Disused sand quarry in Bedfordshire, England

Double Arches Pit (formerly known as New Trees Pit) was a sand quarry near the village and civil parish of Heath and Reach, Bedfordshire, England. It is now a Site of Special Scientific Interest and a Geological Conservation Review site.

== History ==
Archaeological excavations have concluded that a good-sized Roman settlement existed there, with multiple pieces of pottery and a Roman well being discovered.

The pit was opened by J. Arnold & Sons Limited in 1916. In 1927, the site was subject to a valuation in accordance with the Rating and Valuation Act 1925 (15 & 16 Geo. 5. c. 90). The valuer who visited the site recorded its size as 19.149 acre. The following is an extract from his notes:

Saw foreman 22/8/27. Pit started during war. Plenty of sand, but has run out on east side near brook. Untopping now about 12 feet, increasing. About fifteen men working. Does not know output. Sand taken in trucks pulled by engine and horses to road. Light Railway from there. Excellent sand. Sifted for special contracts before it leaves the pit.

The pit was mentioned in an article in the Cement, Lime & Gravel magazine, describing the site as "largest and most important of the Firm's workings", and described the site as having a system of 'locos' used to transport materials around the site. The site used to be the furthest point along the Leighton Buzzard Light Railway that was constructed to provide a means of transporting sand from a series of quarries in the area. The site closed in 1985.
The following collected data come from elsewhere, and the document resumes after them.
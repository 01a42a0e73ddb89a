pub mod chaining;
pub mod enrichment;
pub mod sink;
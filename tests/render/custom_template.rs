use exterror::template::{ReportData, Value};
use exterror::{exterror, ExtError, ReportTemplate, Template, TemplateError};
use std::sync::Arc;

#[test]
fn message_only_template() {
    let err = ExtError::new(1, "test error #6").with_template(Template::parse("{{.EndUserMsg}}").unwrap());

    assert_eq!(err.render(), "test error #6");
}

#[test]
fn location_fields_are_exposed() {
    let template = Template::parse("Error at {{.Filename}}:{{.CallingMethod}}:{{.Line}}: {{.EndUserMsg}}").unwrap();
    let line = line!() + 1;
    let err = exterror!(1, "test error #7").with_template(template);

    assert_eq!(
        err.render(),
        format!(
            "Error at custom_template.rs:{}::location_fields_are_exposed:{line}: test error #7",
            module_path!().trim_start_matches("r#")
        )
    );
}

#[test]
fn debug_fields_can_be_ranged() {
    let template = Template::parse("{{range $k, $v := .DebugFields}}{{$k}}={{$v}};{{end}}").unwrap();
    let err = ExtError::new(1, "fields")
        .with_debug_field("b", 2)
        .with_debug_field("a", 1)
        .with_template(template);

    assert_eq!(err.render(), "a=1;b=2;");
}

#[test]
fn missing_parent_renders_as_empty_text() {
    let template = Template::parse("[{{errorString .ParentErr}}]{{if not .ParentErr}} none{{end}}").unwrap();
    let err = ExtError::new(1, "orphan").with_template(template);

    assert_eq!(err.render(), "[] none");
}

#[test]
fn parent_text_is_available_to_templates() {
    let template = Template::parse("{{.EndUserMsg}} <- {{errorString .ParentErr}}").unwrap();
    let err = ExtError::with_parent(1, "outer", "inner cause").with_template(template);

    assert_eq!(err.render(), "outer <- inner cause");
}

#[test]
fn custom_functions_extend_the_template() {
    let template = Template::builder("upper")
        .func("upper", |args: &[Value]| match args {
            [Value::Str(text)] => Ok(Value::Str(text.to_uppercase())),
            _ => Err(TemplateError::func("upper takes one string")),
        })
        .parse("{{.EndUserMsg | upper}} ({{.Id}})")
        .unwrap();
    let err = ExtError::new(42, "quiet please").with_template(template);

    assert_eq!(err.render(), "QUIET PLEASE (42)");
}

#[test]
#[should_panic(expected = "failed to render error 1")]
fn function_rejecting_its_argument_panics() {
    let template = Template::builder("badfunc")
        .func("badfunc", |args: &[Value]| match args {
            [Value::List(items)] => Ok(Value::Int(items.len() as i64)),
            [other] => Err(TemplateError::Type { expected: "list", got: other.kind() }),
            _ => Err(TemplateError::func("badfunc takes one list")),
        })
        .parse("{{badfunc .EndUserMsg}}")
        .unwrap();

    let _ = ExtError::new(1, "test error #8").with_template(template).render();
}

#[test]
#[should_panic(expected = "expected string; got int")]
fn builtin_type_mismatch_panics() {
    let template = Template::parse("{{trimLeft .Id}}").unwrap();

    let _ = ExtError::new(2, "not a string").with_template(template).render();
}

#[test]
#[should_panic(expected = "failed to render error 3")]
fn display_panics_like_render() {
    let template = Template::parse("{{indent .Id}}").unwrap();
    let err = ExtError::new(3, "broken").with_template(template);

    let _ = err.to_string();
}

#[test]
fn malformed_templates_are_rejected_at_parse() {
    for source in ["{{.EndUserMsg", "{{if .Id}}open", "{{nosuch .Id}}", "{{end}}", "{{$undeclared}}"] {
        assert!(
            matches!(Template::parse(source), Err(TemplateError::Parse { .. })),
            "accepted {source:?}"
        );
    }
}

#[derive(Debug)]
struct OneLine;

impl ReportTemplate for OneLine {
    fn execute(&self, report: &ReportData<'_>) -> Result<String, TemplateError> {
        let err = report.error();
        Ok(format!("E{} {} @ {}", err.id(), err.end_user_msg(), err.location().filename()))
    }
}

#[test]
fn other_engines_plug_in() {
    let err = ExtError::new(12, "pluggable").with_template(OneLine);

    assert_eq!(err.render(), "E12 pluggable @ custom_template.rs");
}

#[test]
fn shared_templates_serve_many_errors() {
    let shared: Arc<dyn ReportTemplate> = Arc::new(Template::parse("#{{.Id}}").unwrap());

    let reports: Vec<String> = (1..=3)
        .map(|id| ExtError::new(id, "shared").with_shared_template(Arc::clone(&shared)).render())
        .collect();

    assert_eq!(reports, vec!["#1", "#2", "#3"]);
}

#[test]
fn default_template_renders_from_many_threads() {
    let handles: Vec<_> = (0..4)
        .map(|i| {
            std::thread::spawn(move || {
                let err = ExtError::new(i, "threaded");
                (err.render(), Template::default_report().source().len())
            })
        })
        .collect();

    for (i, handle) in handles.into_iter().enumerate() {
        let (report, source_len) = handle.join().unwrap();
        assert!(report.contains(&format!("Error Number: {i}")));
        assert_eq!(source_len, exterror::DEFAULT_TEMPLATE.len());
    }
}
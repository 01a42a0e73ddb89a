use exterror::{ExtError, ReportSink, TracingSink};
use std::sync::Mutex;

#[derive(Default)]
struct Collect {
    reports: Mutex<Vec<(i64, String)>>,
}

impl ReportSink for Collect {
    fn record(&self, error: &ExtError) {
        self.reports.lock().unwrap().push((error.id(), error.render()));
    }
}

#[test]
fn log_and_return_returns_the_same_error() {
    let err = ExtError::new(5678, "test error #2").with_debug_msg("detail").log_and_return();

    assert_eq!(err.id(), 5678);
    assert_eq!(err.end_user_msg(), "test error #2");
    assert_eq!(err.debug_msg(), "detail");
}

#[test]
fn log_to_hands_the_report_to_the_sink() {
    let sink = Collect::default();
    let err = ExtError::new(9, "recorded").with_debug_field("attempt", 2).log_to(&sink);

    let reports = sink.reports.lock().unwrap();
    assert_eq!(reports.len(), 1);
    assert_eq!(reports[0].0, 9);
    assert_eq!(reports[0].1, err.render());
}

#[test]
fn closures_are_sinks() {
    let seen = Mutex::new(Vec::new());
    let record = |error: &ExtError| seen.lock().unwrap().push(error.end_user_msg().to_string());

    let _err = ExtError::new(1, "first").log_to(&record);
    let _err = ExtError::new(2, "second").log_to(&record);

    assert_eq!(*seen.lock().unwrap(), vec!["first".to_string(), "second".to_string()]);
}

#[test]
fn tracing_sink_accepts_reports_without_a_subscriber() {
    let err = ExtError::new(3, "no subscriber").log_to(&TracingSink);
    assert_eq!(err.id(), 3);
}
== Site of Special Scientific Interest ==
An application was made to designate the pit a Site of Special Scientific Interest in 1988. The application was made on the basis that it was the best accessible exposure to Lower Greensand and Gault in the Leighton Buzzard area. This helps geologists study fossil and environmental changes in the area's history, particularly for the interval covering the Leymeriella tardefurcata and Douvilleiceras mammillatum ammonite zones. The application also mentions a "unique example of channelling in the junction beds" and "clear development of the Cirripede bed.". A site assessment on 12 February 2008 identified the site to be in a "Favourable" condition, and gave the size as 4.22 acre.

==Access==
There is no access to the site but it can be viewed from the Leighton Buzzard Light Railway's Stonehenge Works on Mile Tree Road.